IDC's versus Egyptian format controls (was: Re: Why so much emoji nonsense?)

Ken Whistler via Unicode unicode at unicode.org
Fri Feb 16 10:22:23 CST 2018


On 2/16/2018 8:00 AM, Richard Wordingham via Unicode wrote:

> A more portable solution for ideographs is to render an Ideographic
> Description Sequences (IDS) as approximations to the characters they
> describe.  The Unicode Standard carefully does not prohibit so doing,
> and a similar scheme is being developed for blocks of Egyptian
> Hieroglyphs, and has been proposed for Mayan as well.

A point of clarification: The IDC's (ideographic description characters) 
are explicitly *not* format controls. They are visible graphic symbols 
that sit visibly in text. There is a specified syntax for stringing them 
together into sequences with ideographic characters and radicals to 
*suggest* a specific form of CJK (or other ideographic) character 
assembled from the pieces in a certain order -- but there is no 
implication that a generic text layout process *should* attempt to 
assemble that described character as a single glyph. IDC's are a 
*description* methodology. IDC's are General_Category=So.

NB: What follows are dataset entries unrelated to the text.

//! Top-level flow controller.
//!
//! Decides between the local-only and the synced flow, and in the synced
//! flow tracks the current user and which screen to show:
//!
//! ```text
//! anonymous-pending ──► login-visible ◄──► authenticated
//! ```
//!
//! Login and registration failures never escape this module; they become
//! [`AuthState::LoginError`] / [`AuthState::RegisterError`] and the user can
//! retry.

use tracing::{error, info, warn};

use crate::auth::{AuthService, Credentials};
use crate::config::SyncConfig;
use crate::models::{AuthState, User};
use crate::provider::SyncBinding;
use crate::tasks::AppProps;

/// What to render.
#[derive(Debug, Clone, PartialEq, Eq)]
pub enum Screen {
    /// Nothing yet: an anonymous login is in flight.
    Placeholder,
    Login { auth_state: AuthState },
    Tasks(AppProps),
}

pub enum AppWrapper<A: AuthService> {
    Offline,
    Synced(SyncFlow<A>),
}

impl<A: AuthService> AppWrapper<A> {
    /// Pick the flow for `config`. `app` is only used when sync is enabled.
    pub fn new(config: &SyncConfig, app: impl FnOnce() -> crate::Result<A>) -> crate::Result<Self> {
        if !config.is_enabled() {
            return Ok(AppWrapper::Offline);
        }
        Ok(AppWrapper::Synced(SyncFlow::new(
            app()?,
            config.anonymous_auth_enabled(),
        )))
    }

    pub fn offline() -> Self {
        AppWrapper::Offline
    }

    pub fn synced(app: A, anonymous_auth_enabled: bool) -> Self {
        AppWrapper::Synced(SyncFlow::new(app, anonymous_auth_enabled))
    }

    pub fn screen(&self) -> Screen {
        match self {
            AppWrapper::Offline => Screen::Tasks(AppProps::SyncDisabled),
            AppWrapper::Synced(flow) => flow.screen(),
        }
    }

    /// Sync parameters for the task store, when the task screen is showing
    /// in the synced flow.
    pub fn sync_binding(&self) -> Option<SyncBinding> {
        match self {
            AppWrapper::Offline => None,
            AppWrapper::Synced(flow) => flow.sync_binding(),
        }
    }

    pub fn auth_state(&self) -> AuthState {
        match self {
            AppWrapper::Offline => AuthState::None,
            AppWrapper::Synced(flow) => flow.auth_state(),
        }
    }

    pub fn user(&self) -> Option<&User> {
        match self {
            AppWrapper::Offline => None,
            AppWrapper::Synced(flow) => flow.user(),
        }
    }

    pub fn needs_anonymous_login(&self) -> bool {
        matches!(self, AppWrapper::Synced(flow) if flow.needs_anonymous_login())
    }

    pub async fn ensure_anonymous_login(&mut self) -> bool {
        match self {
            AppWrapper::Offline => false,
            AppWrapper::Synced(flow) => flow.ensure_anonymous_login().await,
        }
    }

    pub async fn handle_login(&mut self, email: &str, password: &str) {
        if let AppWrapper::Synced(flow) = self {
            flow.handle_login(email, password).await;
        }
    }

    pub async fn handle_register(&mut self, email: &str, password: &str) {
        if let AppWrapper::Synced(flow) = self {
            flow.handle_register(email, password).await;
        }
    }

    pub async fn handle_logout(&mut self) {
        if let AppWrapper::Synced(flow) = self {
            flow.handle_logout().await;
        }
    }

    pub fn handle_show_auth(&mut self) {
        if let AppWrapper::Synced(flow) = self {
            flow.handle_show_auth();
        }
    }

    pub fn handle_hide_auth(&mut self) {
        if let AppWrapper::Synced(flow) = self {
            flow.handle_hide_auth();
        }
    }
}

/// State of the synced flow.
pub struct SyncFlow<A: AuthService> {
    app: A,
    anonymous_auth_enabled: bool,
    user: Option<User>,
    auth_state: AuthState,
    auth_visible: bool,
    anonymous_failed: bool,
}

impl<A: AuthService> SyncFlow<A> {
    /// Start from the app's current (possibly persisted) user.
    pub fn new(app: A, anonymous_auth_enabled: bool) -> Self {
        let user = app.current_user();
        Self {
            app,
            anonymous_auth_enabled,
            user,
            auth_state: AuthState::None,
            auth_visible: false,
            anonymous_failed: false,
        }
    }

    pub fn app(&self) -> &A {
        &self.app
    }

    pub fn user(&self) -> Option<&User> {
        self.user.as_ref()
    }

    pub fn auth_state(&self) -> AuthState {
        self.auth_state
    }

    pub fn needs_anonymous_login(&self) -> bool {
        self.user.is_none() && self.anonymous_auth_enabled && !self.anonymous_failed
    }

    pub fn screen(&self) -> Screen {
        if self.needs_anonymous_login() {
            return Screen::Placeholder;
        }

        match &self.user {
            Some(user) if !self.auth_visible => Screen::Tasks(AppProps::SyncEnabled {
                show_login: self.anonymous_auth_enabled && user.is_anonymous(),
                show_logout: !user.is_anonymous(),
                current_user_id: user.id.clone(),
                current_user_name: user.display_name(),
            }),
            _ => Screen::Login {
                auth_state: self.auth_state,
            },
        }
    }

    pub fn sync_binding(&self) -> Option<SyncBinding> {
        match (&self.user, self.screen()) {
            (Some(user), Screen::Tasks(_)) => Some(SyncBinding::for_user(user.clone())),
            _ => None,
        }
    }

    /// Log in anonymously if there is no user and anonymous auth is on.
    ///
    /// Returns whether an attempt was made. A failed attempt is logged and
    /// the flow falls back to the login screen.
    pub async fn ensure_anonymous_login(&mut self) -> bool {
        if !self.needs_anonymous_login() {
            return false;
        }

        match self.app.log_in(&Credentials::anonymous()).await {
            Ok(user) => {
                info!(user_id = %user.id, "anonymous login succeeded");
                self.user = Some(user);
            }
            Err(e) => {
                error!(error = %e, "Error logging in anonymous user");
                self.anonymous_failed = true;
            }
        }
        true
    }

    pub async fn handle_login(&mut self, email: &str, password: &str) {
        if self.auth_state == AuthState::Loading {
            return;
        }
        self.auth_state = AuthState::Loading;

        match self
            .app
            .log_in(&Credentials::email_password(email, password))
            .await
        {
            Ok(user) => self.authenticated(user),
            Err(e) => {
                warn!(error = %e, "Error logging in");
                self.auth_state = AuthState::LoginError;
            }
        }
    }

    pub async fn handle_register(&mut self, email: &str, password: &str) {
        if self.auth_state == AuthState::Loading {
            return;
        }
        self.auth_state = AuthState::Loading;

        let result = match self.app.register_user(email, password).await {
            Ok(()) => {
                self.app
                    .log_in(&Credentials::email_password(email, password))
                    .await
            }
            Err(e) => Err(e),
        };

        match result {
            Ok(user) => self.authenticated(user),
            Err(e) => {
                warn!(error = %e, "Error registering");
                self.auth_state = AuthState::RegisterError;
            }
        }
    }

    fn authenticated(&mut self, user: User) {
        self.user = Some(user);
        self.auth_visible = false;
        self.auth_state = AuthState::None;
    }

    pub async fn handle_logout(&mut self) {
        self.user = None;
        self.anonymous_failed = false;
        if let Err(e) = self.app.log_out().await {
            warn!(error = %e, "Error logging out");
        }
    }

    /// An anonymous user asked to sign in with credentials. The anonymous
    /// session is kept until a real login succeeds.
    pub fn handle_show_auth(&mut self) {
        self.auth_visible = true;
    }

    /// Back out of a login view opened with [`SyncFlow::handle_show_auth`].
    pub fn handle_hide_auth(&mut self) {
        if self.user.is_some() && self.auth_state != AuthState::Loading {
            self.auth_visible = false;
            self.auth_state = AuthState::None;
        }
    }
}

The Egyptian quadrat controls, on the other hand, are full-fledged 
Unicode format controls. They do not just describe hieroglyphic quadrats 
-- they are intended to be implemented in text format software and 
OpenType fonts to actually construct and display fully-formed quadrats 
on the fly. They will be General_Category=Cf. Mayan will work in a 
similar manner, although the specification of the sign list and exact 
required set of format controls is not yet as mature as that for Egyptian.